Мой приятель и в стужу звонит мне, и в зной —

вот и нет германий и нет америк.

Телефон безрассудной тугою волной,

как китов, выбрасывает на берег

под скалу, на пляжное изголовье

две судьбы, вмещённые в междусловье.

Бостонский блюз

Вровень с землёй — заката клубничный мусс.

Восемь часов по местному. Вход в метро.

Лето висит на городе ниткой бус…

Мелочь в потёртой шляпе. Плакат Монро.

Грустный хозяин шляпы играет блюз.

Мимо течёт небрежный прохожий люд;

сполох чужого хохота. Инь и Ян…

Рядом. Мне надо — рядом. На пять минут

стать эпицентром сотни луизиан.

Я не гурман, но мне не к лицу фастфуд.

Мама, мне тошно; мама, мне путь открыт

только в края, где счастье сошло на ноль…

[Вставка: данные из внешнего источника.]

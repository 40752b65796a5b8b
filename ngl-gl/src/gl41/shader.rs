//! OpenGL shader implementation.

use crate::gl41::{state::GLState, GL41};
use gl::types::*;
use ngl::backend::shader::Shader;
use ngl::shader::{ActiveUniform, ShaderError, StageType, UniformValue};
use std::{
  cell::RefCell,
  ffi::CString,
  os::raw::c_void,
  ptr::{null, null_mut},
  rc::Rc,
};

/// A compiled shader stage.
#[derive(Debug)]
pub struct Stage {
  handle: GLuint,
  ty: StageType,
}

impl Stage {
  /// Type of the stage.
  pub fn ty(&self) -> StageType {
    self.ty
  }
}

impl Drop for Stage {
  fn drop(&mut self) {
    unsafe {
      gl::DeleteShader(self.handle);
    }
  }
}

/// A linked shader program.
#[derive(Debug)]
pub struct Program {
  pub(crate) handle: GLuint,
  state: Rc<RefCell<GLState>>,
}

impl Program {
  /// OpenGL name.
  pub fn handle(&self) -> GLuint {
    self.handle
  }

  fn link(&self) -> Result<(), ShaderError> {
    let handle = self.handle;

    unsafe {
      gl::LinkProgram(handle);

      let mut linked: GLint = gl::FALSE.into();
      gl::GetProgramiv(handle, gl::LINK_STATUS, &mut linked);

      if linked == gl::types::GLint::from(gl::TRUE) {
        Ok(())
      } else {
        let mut log_len: GLint = 0;
        gl::GetProgramiv(handle, gl::INFO_LOG_LENGTH, &mut log_len);

        let mut log: Vec<u8> = vec![0; log_len.max(0) as usize];
        gl::GetProgramInfoLog(handle, log_len, null_mut(), log.as_mut_ptr() as *mut GLchar);

        Err(ShaderError::LinkFailed(info_log(log)))
      }
    }
  }
}

impl Drop for Program {
  fn drop(&mut self) {
    unsafe {
      self.state.borrow_mut().forget_program(self.handle);
      gl::DeleteProgram(self.handle);
    }
  }
}

/// Buffer backing the uniform blocks of a program.
#[derive(Debug)]
pub struct UniformBuffer {
  handle: GLuint,
  state: Rc<RefCell<GLState>>,
}

impl Drop for UniformBuffer {
  fn drop(&mut self) {
    unsafe {
      self.state.borrow_mut().unbind_buffer(self.handle);
      gl::DeleteBuffers(1, &self.handle);
    }
  }
}

unsafe impl Shader for GL41 {
  type StageRepr = Stage;

  type ProgramRepr = Program;

  type UniformBufferRepr = UniformBuffer;

  unsafe fn new_stage(&mut self, ty: StageType, src: &str) -> Result<Self::StageRepr, ShaderError> {
    let c_src = CString::new(src.as_bytes()).map_err(|_| {
      ShaderError::CompilationFailed(ty, "source contains a nul byte".to_owned())
    })?;

    let handle = gl::CreateShader(opengl_shader_type(ty));

    if handle == 0 {
      return Err(ShaderError::CompilationFailed(
        ty,
        "unable to create shader stage".to_owned(),
      ));
    }

    gl::ShaderSource(handle, 1, [c_src.as_ptr()].as_ptr(), null());
    gl::CompileShader(handle);

    let mut compiled: GLint = gl::FALSE.into();
    gl::GetShaderiv(handle, gl::COMPILE_STATUS, &mut compiled);

    if compiled == gl::types::GLint::from(gl::TRUE) {
      Ok(Stage { handle, ty })
    } else {
      let mut log_len: GLint = 0;
      gl::GetShaderiv(handle, gl::INFO_LOG_LENGTH, &mut log_len);

      let mut log: Vec<u8> = vec![0; log_len.max(0) as usize];
      gl::GetShaderInfoLog(handle, log_len, null_mut(), log.as_mut_ptr() as *mut GLchar);

      gl::DeleteShader(handle);

      Err(ShaderError::CompilationFailed(ty, info_log(log)))
    }
  }

  unsafe fn new_program(
    &mut self,
    vertex: &Self::StageRepr,
    fragment: &Self::StageRepr,
  ) -> Result<Self::ProgramRepr, ShaderError> {
    let handle = gl::CreateProgram();

    if handle == 0 {
      return Err(ShaderError::CannotCreate(
        "unable to create shader program".to_owned(),
      ));
    }

    gl::AttachShader(handle, vertex.handle);
    gl::AttachShader(handle, fragment.handle);

    let program = Program {
      handle,
      state: self.state.clone(),
    };

    program.link()?;

    // stages can go once linked
    gl::DetachShader(handle, vertex.handle);
    gl::DetachShader(handle, fragment.handle);

    Ok(program)
  }

  unsafe fn use_program(&mut self, program: &Self::ProgramRepr) {
    self.state.borrow_mut().use_program(program.handle);
  }

  unsafe fn uniform_location(&mut self, program: &Self::ProgramRepr, name: &str) -> Option<i32> {
    let c_name = CString::new(name.as_bytes()).ok()?;
    let location = gl::GetUniformLocation(program.handle, c_name.as_ptr() as *const GLchar);

    if location < 0 {
      None
    } else {
      Some(location)
    }
  }

  unsafe fn set_uniform(&mut self, location: i32, value: &UniformValue) {
    debug_assert!(
      self.state.borrow().current_program() != 0,
      "setting a uniform without a program in use"
    );

    match *value {
      UniformValue::Bool(b) => gl::Uniform1i(location, b as GLint),
      UniformValue::Int(i) => gl::Uniform1i(location, i),
      UniformValue::Float(x) => gl::Uniform1f(location, x),
      UniformValue::Vec2(ref v) => gl::Uniform2fv(location, 1, v.as_ptr()),
      UniformValue::Vec3(ref v) => gl::Uniform3fv(location, 1, v.as_ptr()),
      UniformValue::Vec4(ref v) => gl::Uniform4fv(location, 1, v.as_ptr()),
      UniformValue::Mat2(ref m) => {
        gl::UniformMatrix2fv(location, 1, gl::FALSE, m.as_ptr() as *const GLfloat)
      }
      UniformValue::Mat3(ref m) => {
        gl::UniformMatrix3fv(location, 1, gl::FALSE, m.as_ptr() as *const GLfloat)
      }
      UniformValue::Mat4(ref m) => {
        gl::UniformMatrix4fv(location, 1, gl::FALSE, m.as_ptr() as *const GLfloat)
      }
    }
  }

  unsafe fn active_uniforms(&mut self, program: &Self::ProgramRepr) -> Vec<ActiveUniform> {
    let mut count: GLint = 0;
    let mut max_len: GLint = 0;
    gl::GetProgramiv(program.handle, gl::ACTIVE_UNIFORMS, &mut count);
    gl::GetProgramiv(program.handle, gl::ACTIVE_UNIFORM_MAX_LENGTH, &mut max_len);

    (0..count.max(0) as GLuint)
      .map(|index| {
        let mut name: Vec<u8> = vec![0; max_len.max(1) as usize];
        let mut len: GLsizei = 0;
        let mut size: GLint = 0;
        let mut ty: GLenum = 0;

        gl::GetActiveUniform(
          program.handle,
          index,
          max_len,
          &mut len,
          &mut size,
          &mut ty,
          name.as_mut_ptr() as *mut GLchar,
        );

        name.truncate(len.max(0) as usize);

        ActiveUniform {
          name: String::from_utf8_lossy(&name).into_owned(),
          type_name: glsl_type_name(ty).to_owned(),
          size,
        }
      })
      .collect()
  }

  unsafe fn uniform_block_index(
    &mut self,
    program: &Self::ProgramRepr,
    name: &str,
  ) -> Option<u32> {
    let c_name = CString::new(name.as_bytes()).ok()?;
    let index = gl::GetUniformBlockIndex(program.handle, c_name.as_ptr() as *const GLchar);

    if index == gl::INVALID_INDEX {
      None
    } else {
      Some(index)
    }
  }

  unsafe fn new_uniform_buffer(&mut self) -> Result<Self::UniformBufferRepr, ShaderError> {
    let mut handle: GLuint = 0;
    gl::GenBuffers(1, &mut handle);

    if handle == 0 {
      return Err(ShaderError::CannotCreate(
        "unable to create uniform buffer".to_owned(),
      ));
    }

    Ok(UniformBuffer {
      handle,
      state: self.state.clone(),
    })
  }

  unsafe fn upload_uniform_block(
    &mut self,
    program: &Self::ProgramRepr,
    block_index: u32,
    binding: u32,
    buffer: &Self::UniformBufferRepr,
    bytes: &[u8],
  ) {
    gl::BindBuffer(gl::UNIFORM_BUFFER, buffer.handle);
    gl::BufferData(
      gl::UNIFORM_BUFFER,
      bytes.len() as GLsizeiptr,
      bytes.as_ptr() as *const c_void,
      gl::DYNAMIC_DRAW,
    );

    self
      .state
      .borrow_mut()
      .bind_buffer_base(buffer.handle, binding);

    gl::UniformBlockBinding(program.handle, block_index, binding);
  }
}

fn opengl_shader_type(t: StageType) -> GLenum {
  match t {
    StageType::VertexShader => gl::VERTEX_SHADER,
    StageType::FragmentShader => gl::FRAGMENT_SHADER,
  }
}

// drivers null-terminate their logs
fn info_log(mut log: Vec<u8>) -> String {
  while log.last() == Some(&0) {
    log.pop();
  }

  String::from_utf8_lossy(&log).into_owned()
}

fn glsl_type_name(ty: GLenum) -> &'static str {
  match ty {
    gl::FLOAT => "float",
    gl::FLOAT_VEC2 => "vec2",
    gl::FLOAT_VEC3 => "vec3",
    gl::FLOAT_VEC4 => "vec4",
    gl::DOUBLE => "double",
    gl::INT => "int",
    gl::INT_VEC2 => "ivec2",
    gl::INT_VEC3 => "ivec3",
    gl::INT_VEC4 => "ivec4",
    gl::UNSIGNED_INT => "uint",
    gl::UNSIGNED_INT_VEC2 => "uvec2",
    gl::UNSIGNED_INT_VEC3 => "uvec3",
    gl::UNSIGNED_INT_VEC4 => "uvec4",
    gl::BOOL => "bool",
    gl::BOOL_VEC2 => "bvec2",
    gl::BOOL_VEC3 => "bvec3",
    gl::BOOL_VEC4 => "bvec4",
    gl::FLOAT_MAT2 => "mat2",
    gl::FLOAT_MAT3 => "mat3",
    gl::FLOAT_MAT4 => "mat4",
    gl::FLOAT_MAT2x3 => "mat2x3",
    gl::FLOAT_MAT2x4 => "mat2x4",
    gl::FLOAT_MAT3x2 => "mat3x2",
    gl::FLOAT_MAT3x4 => "mat3x4",
    gl::FLOAT_MAT4x2 => "mat4x2",
    gl::FLOAT_MAT4x3 => "mat4x3",
    gl::SAMPLER_1D => "sampler1D",
    gl::SAMPLER_2D => "sampler2D",
    gl::SAMPLER_3D => "sampler3D",
    gl::SAMPLER_CUBE => "samplerCube",
    gl::SAMPLER_2D_SHADOW => "sampler2DShadow",
    gl::SAMPLER_2D_ARRAY => "sampler2DArray",
    gl::INT_SAMPLER_2D => "isampler2D",
    gl::UNSIGNED_INT_SAMPLER_2D => "usampler2D",
    _ => "unknown",
  }
}

#[cfg(test)]
mod tests {
  use super::*;

  #[test]
  fn info_logs_lose_their_nul_bytes() {
    assert_eq!(info_log(b"0:1: error\0".to_vec()), "0:1: error");
    assert_eq!(info_log(Vec::new()), "");
  }

  #[test]
  fn type_names() {
    assert_eq!(glsl_type_name(gl::FLOAT_MAT4), "mat4");
    assert_eq!(glsl_type_name(gl::SAMPLER_2D), "sampler2D");
    assert_eq!(glsl_type_name(0), "unknown");
  }
}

Пальцы на грифе «Фендера» ест артрит;

не потому ль гитары живая боль

полнит горячий воздух на Summer Street?!

Ты Би Би Кинг сегодня. Ты Бадди Гай.

Чёрная кожа. Чёрное пламя глаз.

Как это всё же страшно — увидеть край…

Быстро темнеет в этот вечерний час.

На тебе денег, brother.

Играй.

Играй.

Рижский Бальзам

Узнаю́ тебя, осень,

по недобрым глазам,

по прищуру пылающе-рыжего цвета.

Чудодейственный Рижский

Оноре де Бальзам

выжигает из жил постаревшее лето.

Вот и небо обрюзгло.

И, набравшее вес,

наклонилось к земле в пароксизме одышки;

и нечёток,

как будто на фото без вспышки,

горизонта клинически точный разрез.

Узнаю́ тебя, осень,

твой рассеянный взор

и шаманских дождей полушёпот и шорох…

Ни за что не сменю я

твой прохладный минор

на присущую лету тональность мажора.